USER VISIBLE CHANGES

    o license has been extendend from GPL-2 to GPL-2 | GPL-3
    o S3methods are no longer exported in NAMESPACE
      (except for .booltype)
    o class bitwhich
    - now is a fully functional alternative to bit vectors
    - has argument order changed to (maxindex, x, poslength)
    - its internal representation of bitwhich(0) has been changed
      from FALSE to logical() and from unsorted to sorted integers
    o class 'which' now carries an attribute 'maxindex' if available
    o as.which() and bitwhich() now filter zeroes and store data unique(sort(x))
    o as.which() now has methods for .which, .logical, .integer and .numeric
      instead of .default.
    o bit() and bitwhich() now behave more like logical(), without
      arguments they return objects of length zero
    o as.bit, as.bitwhich and as.which now have methods for class NULL
      such that for example as.bit(c()) will return bit(0)
      (wish of Martijn Schuemle)
    o binary operators now allow for different lengths
      and recycle instead of throwing an error
    o xor.default now keeps the original definition of xor() and uses
      a new method xor.logical to speed-up logicals
    o the generics poslength and maxindex have been moved from package ff
      with methods now for .default, .logical, .bit, .bitwhich, .which, .ri
    o old method chunk.default has been renamed to chunks and now returns with names
      (for backward compatibility chunk() with named arguments behaves as before)
    o new method chunk.default calls chunks() along the length(x)
      using typeof(x) or vmode(x), this replaces chunk.bit from package ff
    o clone.default now uses R's C-function duplicate()
      and clone.list has been removed
    o intisasc() and intisdesc() have a new argument
      na.method=c("none","break","skip") to \ 
specify tie handling

TESTING and DOCUMENTATION

    o there are much more regression tests now
    o testing uses package testthat
    o documentation uses package roxygen2 now
    o new vignettes bit-demo, bit-usage and bit-performance

BUG FIXES

    o assignment functions '[<-.bit' now behave like '[<-.logical' when it
      comes to NAs or ZEROs in subscripts
    o length<-.bit no longer tries to access memory before it is allocated
    o as.bit.bitwhich now handles non-positive bitwhich correctly
    o declare as static many functions/variables in bit.c. (Thanks to Brian Ripley)
   2019-08-08 21:53:58 by Brook Milligan | Files touched by this commit (189) | Package updated
Log message:
Update all R packages to canonical form.

The canonical form [1] of an R package Makefile includes the
following:

- The first stanza includes R_PKGNAME, R_PKGVER, PKGREVISION (as
  needed), and CATEGORIES.

- HOMEPAGE is not present but defined in math/R/Makefile.extension to
  refer to the CRAN web page describing the package.  Other relevant
  web pages are often linked from there via the URL field.

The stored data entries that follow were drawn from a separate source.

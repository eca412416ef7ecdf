use axum::{Json, extract::State, http::StatusCode};
use axum_extra::extract::cookie::{Cookie, CookieJar, SameSite};
use axum_extra::extract::WithRejection;
use serde::Serialize;
use uuid::Uuid;

use service::auth::domain::{ChangePasswordInput, LoginInput, RegisterInput};

use crate::auth::{AccountId, AUTH_COOKIE};
use crate::errors::JsonApiError;
use crate::state::ServerState;

#[derive(Serialize)]
pub struct RegisterOutput { pub user_id: Uuid }

#[derive(Serialize)]
pub struct LoginOutput { pub user_id: Uuid, pub email: String, pub name: String, pub token: String }

#[utoipa::path(post, path = "/auth/register", tag = "auth", request_body = crate::openapi::RegisterRequest, responses((status = 200, description = "Registered"), (status = 400, description = "Bad Request"), (status = 409, description = "Conflict")))]
pub async fn register(State(state): State<ServerState>, WithRejection(Json(input), _): WithRejection<Json<RegisterInput>, JsonApiError>) -> Result<Json<RegisterOutput>, JsonApiError> {
    let user = state.auth.register(input).await?;
    Ok(Json(RegisterOutput { user_id: user.id }))
}

#[utoipa::path(post, path = "/auth/login", tag = "auth", request_body = crate::openapi::LoginRequest, responses((status = 200, description = "Logged In"), (status = 401, description = "Unauthorized")))]
pub async fn login(State(state): State<ServerState>, jar: CookieJar, WithRejection(Json(input), _): WithRejection<Json<LoginInput>, JsonApiError>) -> Result<(CookieJar, Json<LoginOutput>), JsonApiError> {
    let session = state.auth.login(input).await?;
    let mut cookie = Cookie::new(AUTH_COOKIE, session.token.clone());
    cookie.set_path("/");
    cookie.set_http_only(true);
    cookie.set_same_site(SameSite::Lax);
    let jar = jar.add(cookie);
    let user = session.user;
    Ok((jar, Json(LoginOutput { user_id: user.id, email: user.email, name: user.name, token: session.token })))
}

#[utoipa::path(post, path = "/auth/password", tag = "auth", request_body = crate::openapi::ChangePasswordRequest, responses((status = 204, description = "Password changed"), (status = 401, description = "Unauthorized")))]
pub async fn change_password(
    State(state): State<ServerState>,
    AccountId(user_id): AccountId,
    WithRejection(Json(input), _): WithRejection<Json<ChangePasswordInput>, JsonApiError>,
) -> Result<StatusCode, JsonApiError> {
    state.auth.change_password(user_id, input).await?;
    Ok(StatusCode::NO_CONTENT)
}

/// Deletes the account and every storage object it owns, then clears the session cookie.
#[utoipa::path(delete, path = "/auth/account", tag = "auth", responses((status = 204, description = "Account deleted"), (status = 401, description = "Unauthorized")))]
pub async fn delete_account(
    State(state): State<ServerState>,
    AccountId(user_id): AccountId,
    jar: CookieJar,
) -> Result<(CookieJar, StatusCode), JsonApiError> {
    state.auth.delete_account(user_id).await?;
    Ok((jar.remove(Cookie::from(AUTH_COOKIE)), StatusCode::NO_CONTENT))
}
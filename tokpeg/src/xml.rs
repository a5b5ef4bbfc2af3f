// tokpeg. Token-stream PEG parsing
// Copyright (c) 2018 Dragoș Tiselice
//
// Licensed under the Apache License, Version 2.0
// <LICENSE-APACHE or http://www.apache.org/licenses/LICENSE-2.0> or the MIT
// license <LICENSE-MIT or http://opensource.org/licenses/MIT>, at your
// option. All files in the project carrying such notice may not be copied,
// modified, or distributed except according to those terms.

use std::fmt::{self, Write};

use crate::ast::AstNode;

/// Renders a syntax tree as indented XML, one element per node.
///
/// ```
/// # use std::sync::Arc;
/// # use tokpeg::{AstNode, AstNodeType, AstXmlPrinter, generic, Token};
/// let token = Arc::new(Token::new(generic::IDENTIFIER, "a").with_position(1, 2));
/// let mut root = AstNode::new(AstNodeType::Rule("root".into()), Some(Arc::clone(&token)), 0);
/// root.add_child(AstNode::from_token(token, 0));
///
/// assert_eq!(
///     AstXmlPrinter::print(&root),
///     "<root tokenValue=\"a\" tokenLine=\"1\" tokenColumn=\"2\">\n  \
///      <IDENTIFIER tokenValue=\"a\" tokenLine=\"1\" tokenColumn=\"2\"/>\n\
///      </root>\n"
/// );
/// ```
#[derive(Debug)]
pub struct AstXmlPrinter;

impl AstXmlPrinter {
    pub fn print(node: &AstNode) -> String {
        let mut xml = String::new();
        Self::print_to(node, &mut xml).expect("writing to a String cannot fail");
        xml
    }

    pub fn print_to<W: Write>(node: &AstNode, out: &mut W) -> fmt::Result {
        Self::print_node(node, 0, out)
    }

    fn print_node<W: Write>(node: &AstNode, level: usize, out: &mut W) -> fmt::Result {
        write!(out, "{:indent$}<{}", "", node.name(), indent = level * 2)?;

        if let Some(token) = node.token() {
            write!(
                out,
                " tokenValue=\"{}\" tokenLine=\"{}\" tokenColumn=\"{}\"",
                escape(token.value()),
                token.line(),
                token.column()
            )?;
            if let Some(origin) = token.included_from() {
                write!(
                    out,
                    " includedFrom=\"{}\" includedLine=\"{}\"",
                    escape(&origin.uri),
                    origin.line
                )?;
            }
        }

        if node.has_children() {
            out.write_str(">\n")?;
            for child in node.children() {
                Self::print_node(child, level + 1, out)?;
            }
            writeln!(out, "{:indent$}</{}>", "", node.name(), indent = level * 2)
        } else {
            out.write_str("/>\n")
        }
    }
}

fn escape(text: &str) -> String {
    let mut escaped = String::with_capacity(text.len());

    for c in text.chars() {
        match c {
            '&' => escaped.push_str("&amp;"),
            '<' => escaped.push_str("&lt;"),
            '>' => escaped.push_str("&gt;"),
            '"' => escaped.push_str("&quot;"),
            c => escaped.push(c),
        }
    }

    escaped
}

This updates all current R packages to this form, which will make
regular updates _much_ easier, especially using pkgtools/R2pkg.

[1] http://mail-index.netbsd.org/tech-pkg/2019/08/02/msg021711.html
   2019-07-31 17:05:50 by Brook Milligan | Files touched by this commit (1) | Package updated
Log message:
R-bit: update to canonical form of an R package.
   2018-07-28 16:40:53 by Brook Milligan | Files touched by this commit (126)
Log message:
Remove MASTER_SITES= from individual R package Makefiles.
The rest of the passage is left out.